Purring really cannot be considered a vocalization, as the purr is produced under differing emotions or physiological states.
Researcher Elizabeth von Muggenthaler of the Fauna Communications Research Institute in North Carolina (FCRI), a specialist in the field of bioacoustics, put it all together. Bioacoustics is the study of the frequency, pitch, loudness, and duration of animal sounds as it relates to the animal’s behavior. Based on her research, she proposes that nature has endowed all kinds of felines with an evolutionary healing advantage in the simple act of purring. Remember that purring takes energy and cats purr not only when all is well, but also when the cat is giving birth, hurt or just scared. There has to be a very good reason for the energy expenditure to produce purring, especially when the cat is physically stressed or ill. It would have to be somehow involved in its survival, and Muggenthaler set out to find how. You can read a summary of her study and results here.

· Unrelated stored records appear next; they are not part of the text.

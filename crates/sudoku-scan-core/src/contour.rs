//! External contour extraction from a binary mask.
//!
//! Connected foreground regions (8-connectivity, any value > 0) are reported
//! by their outer boundary only; holes inside a region are ignored. Boundary
//! points are pixel coordinates traced clockwise.

use crate::GrayImageView;
use nalgebra::Point2;

/// Outer boundary of one connected foreground region.
#[derive(Clone, Debug)]
pub struct Contour {
    pub points: Vec<Point2<f32>>,
}

// Clockwise Moore neighbourhood in image coordinates (y grows downward),
// starting East.
const NEIGHBOURS: [(i32, i32); 8] = [
    (1, 0),
    (1, 1),
    (0, 1),
    (-1, 1),
    (-1, 0),
    (-1, -1),
    (0, -1),
    (1, -1),
];

#[inline]
fn is_foreground(src: &GrayImageView<'_>, x: i32, y: i32) -> bool {
    x >= 0
        && y >= 0
        && x < src.width as i32
        && y < src.height as i32
        && src.data[y as usize * src.width + x as usize] > 0
}

fn neighbour_index(from: (i32, i32), to: (i32, i32)) -> usize {
    let d = (to.0 - from.0, to.1 - from.1);
    NEIGHBOURS
        .iter()
        .position(|&n| n == d)
        .expect("backtrack is always 8-adjacent")
}

/// Moore boundary trace starting from the topmost-leftmost pixel of a region.
///
/// `start`'s western neighbour must be background, which holds for the first
/// pixel of a region encountered in row-major scan order.
fn trace_boundary(src: &GrayImageView<'_>, start: (i32, i32)) -> Vec<Point2<f32>> {
    let mut points = vec![Point2::new(start.0 as f32, start.1 as f32)];

    let mut cur = start;
    let mut backtrack = (start.0 - 1, start.1);
    // The trace is closed once the first move out of `start` repeats.
    let mut first_move: Option<(i32, i32)> = None;

    // Worst case touches every pixel from all eight sides.
    let cap = 8 * src.width.max(1) * src.height.max(1);

    for _ in 0..cap {
        let bidx = neighbour_index(cur, backtrack);
        let mut next = None;

        for k in 1..=8 {
            let idx = (bidx + k) % 8;
            let cand = (cur.0 + NEIGHBOURS[idx].0, cur.1 + NEIGHBOURS[idx].1);
            if is_foreground(src, cand.0, cand.1) {
                let prev = (bidx + k - 1) % 8;
                next = Some((cand, (cur.0 + NEIGHBOURS[prev].0, cur.1 + NEIGHBOURS[prev].1)));
                break;
            }
        }

        let Some((cand, new_backtrack)) = next else {
            break; // isolated pixel
        };

        if cur == start {
            match first_move {
                Some(fm) if fm == cand => break, // loop closed
                Some(_) => {}
                None => first_move = Some(cand),
            }
        }

        backtrack = new_backtrack;
        cur = cand;
        points.push(Point2::new(cur.0 as f32, cur.1 as f32));
    }

    // a closed trace re-pushes the start pixel just before terminating
    if points.len() > 1 && points.last() == Some(&points[0]) {
        points.pop();
    }

    points
}

/// Find the outer boundaries of all connected foreground regions, in
/// row-major order of their first pixel.
pub fn find_external_contours(src: &GrayImageView<'_>) -> Vec<Contour> {
    let (w, h) = (src.width, src.height);
    let mut visited = vec![false; w * h];
    let mut contours = Vec::new();
    let mut stack = Vec::new();

    for y in 0..h {
        for x in 0..w {
            if visited[y * w + x] || src.data[y * w + x] == 0 {
                continue;
            }

            contours.push(Contour {
                points: trace_boundary(src, (x as i32, y as i32)),
            });

            // flood the whole region so it is reported exactly once
            stack.push((x as i32, y as i32));
            visited[y * w + x] = true;
            while let Some((cx, cy)) = stack.pop() {
                for &(dx, dy) in &NEIGHBOURS {
                    let (nx, ny) = (cx + dx, cy + dy);
                    if is_foreground(src, nx, ny) && !visited[ny as usize * w + nx as usize] {
                        visited[ny as usize * w + nx as usize] = true;
                        stack.push((nx, ny));
                    }
                }
            }
        }
    }

    contours
}

/// Enclosed area of a closed polygon (shoelace formula), in squared pixels.
pub fn contour_area(points: &[Point2<f32>]) -> f64 {
    if points.len() < 3 {
        return 0.0;
    }
    let mut acc = 0.0f64;
    for i in 0..points.len() {
        let p = points[i];
        let q = points[(i + 1) % points.len()];
        acc += p.x as f64 * q.y as f64 - q.x as f64 * p.y as f64;
    }
    acc.abs() * 0.5
}

/// Length of the closed polyline through `points`.
pub fn contour_perimeter(points: &[Point2<f32>]) -> f64 {
    if points.len() < 2 {
        return 0.0;
    }
    let mut acc = 0.0f64;
    for i in 0..points.len() {
        let p = points[i];
        let q = points[(i + 1) % points.len()];
        let (dx, dy) = ((q.x - p.x) as f64, (q.y - p.y) as f64);
        acc += (dx * dx + dy * dy).sqrt();
    }
    acc
}
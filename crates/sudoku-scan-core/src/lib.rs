//! Geometry and raster primitives for locating and rectifying a Sudoku grid.
//!
//! This crate is intentionally small and container-agnostic: it does *not*
//! depend on any concrete image type. Callers wrap their pixel buffers in
//! [`GrayImageView`] and adapt the results back out.

mod contour;
mod homography;
mod image;
mod logger;
mod quad;
mod threshold;

pub use contour::{contour_area, contour_perimeter, find_external_contours, Contour};
pub use homography::{warp_perspective, Homography, PerspectiveMap};
pub use image::{
    dilate3x3, gaussian_blur, median3x3, sample_bilinear, sample_bilinear_u8, upscale_nearest,
    GrayImage, GrayImageView,
};
pub use logger::{init_from_env, init_with_level};
pub use quad::{approx_polygon, order_corners, quad_side_lengths, vertex_angle_deg, OrderedQuad};
pub use threshold::adaptive_threshold_inv;
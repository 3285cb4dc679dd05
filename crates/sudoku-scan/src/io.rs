//! JSON parameter loading and the scan report written by the CLI.

use std::fs;
use std::path::Path;

use serde::{Deserialize, Serialize};

use crate::detector::{PuzzleScan, ScanParams};

#[derive(thiserror::Error, Debug)]
pub enum ReportError {
    #[error(transparent)]
    Io(#[from] std::io::Error),
    #[error(transparent)]
    Json(#[from] serde_json::Error),
}

/// Load scan parameters from a JSON file. Missing fields fall back to the
/// documented defaults.
pub fn load_params(path: impl AsRef<Path>) -> Result<ScanParams, ReportError> {
    let raw = fs::read_to_string(path)?;
    Ok(serde_json::from_str(&raw)?)
}

/// Machine-readable record of one still-image scan.
#[derive(Debug, Clone, Serialize, Deserialize)]
pub struct ScanReport {
    pub image_path: String,
    pub frame_width: usize,
    pub frame_height: usize,
    /// Puzzle corners (TL, TR, BR, BL) in frame coordinates, when found.
    #[serde(default)]
    pub corners: Option<[[f32; 2]; 4]>,
    /// Row-major frame→rectified transform.
    #[serde(default)]
    pub mapping: Option<[[f64; 3]; 3]>,
    #[serde(default)]
    pub rectified_side: Option<usize>,
    #[serde(default)]
    pub recognized: Option<usize>,
    /// Nine board rows, `.` for empty cells.
    #[serde(default)]
    pub givens: Option<Vec<String>>,
    #[serde(default)]
    pub solution: Option<Vec<String>>,
}

impl ScanReport {
    pub fn new(image_path: impl Into<String>, frame_width: usize, frame_height: usize) -> Self {
        Self {
            image_path: image_path.into(),
            frame_width,
            frame_height,
            corners: None,
            mapping: None,
            rectified_side: None,
            recognized: None,
            givens: None,
            solution: None,
        }
    }

    /// Fill in the fields a successful detection provides.
    pub fn set_scan(&mut self, scan: &PuzzleScan) {
        let corners = scan.quad.corners();
        self.corners = Some([
            [corners[0].x, corners[0].y],
            [corners[1].x, corners[1].y],
            [corners[2].x, corners[2].y],
            [corners[3].x, corners[3].y],
        ]);
        self.mapping = Some(scan.map.forward.to_array());
        self.rectified_side = Some(scan.side);
        self.recognized = Some(scan.recognized);
        self.givens = Some(scan.board.row_strings());
        self.solution = scan.solution.as_ref().map(|s| s.row_strings());
    }

    pub fn load_json(path: impl AsRef<Path>) -> Result<Self, ReportError> {
        let raw = fs::read_to_string(path)?;
        Ok(serde_json::from_str(&raw)?)
    }

    pub fn write_json(&self, path: impl AsRef<Path>) -> Result<(), ReportError> {
        let json = serde_json::to_string_pretty(self)?;
        fs::write(path, json)?;
        Ok(())
    }
}

#[cfg(test)]
mod tests {
    use super::*;

    #[test]
    fn report_round_trips_through_disk() {
        let dir = tempfile::tempdir().expect("tempdir");
        let path = dir.path().join("report.json");

        let mut report = ScanReport::new("frame.png", 640, 480);
        report.recognized = Some(27);
        report.write_json(&path).expect("write");

        let back = ScanReport::load_json(&path).expect("load");
        assert_eq!(back.image_path, "frame.png");
        assert_eq!(back.recognized, Some(27));
        assert!(back.corners.is_none());
    }

    #[test]
    fn params_file_overrides_selected_fields() {
        let dir = tempfile::tempdir().expect("tempdir");
        let path = dir.path().join("params.json");
        fs::write(&path, r#"{"min_confidence": 90.0, "cell": {"margin": 6}}"#).expect("write");

        let params = load_params(&path).expect("load");
        assert_eq!(params.min_confidence, 90.0);
        assert_eq!(params.cell.margin, 6);
        assert_eq!(params.preprocess.blur_window, 11);
    }
}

It’s important to note that purring takes a lot of energy. Getting a diaphragm to move for something other than breathing is difficult. When there is pain and suffering, our bodies are traumatized and they shut down non-essential activity. Since cats purr when they are severely injured or dying, we can assume that it must be survival-related. ~Elizabeth von Muggenthaler of the Fauna Communications Research Institute in North Carolina
Cats purr during both inhalation and exhalation with a consistent pattern and frequency between 25 and 150 Hertz. Various investigators have shown that sound frequencies in this range can improve bone density and promote healing.
Cats have far surpassed dogs as the number one pet in the U.S., where 60% of homes have at least one pet, says Rebecca Johnson, PhD, RN, FAAN, director of the Research Center for Human Animal Interaction. Maybe one reason is because cats do a better job of lowering stress and blood pressure than many other pets, and purring may help with that.
Purring is an auditory stimulus that people attribute to peacefulness and calmness. Whether right or wrong, we generally construe it as something positive. That gives us positive reinforcement for what we’re doing and can contribute to the whole relaxation effect when we interact with our cats.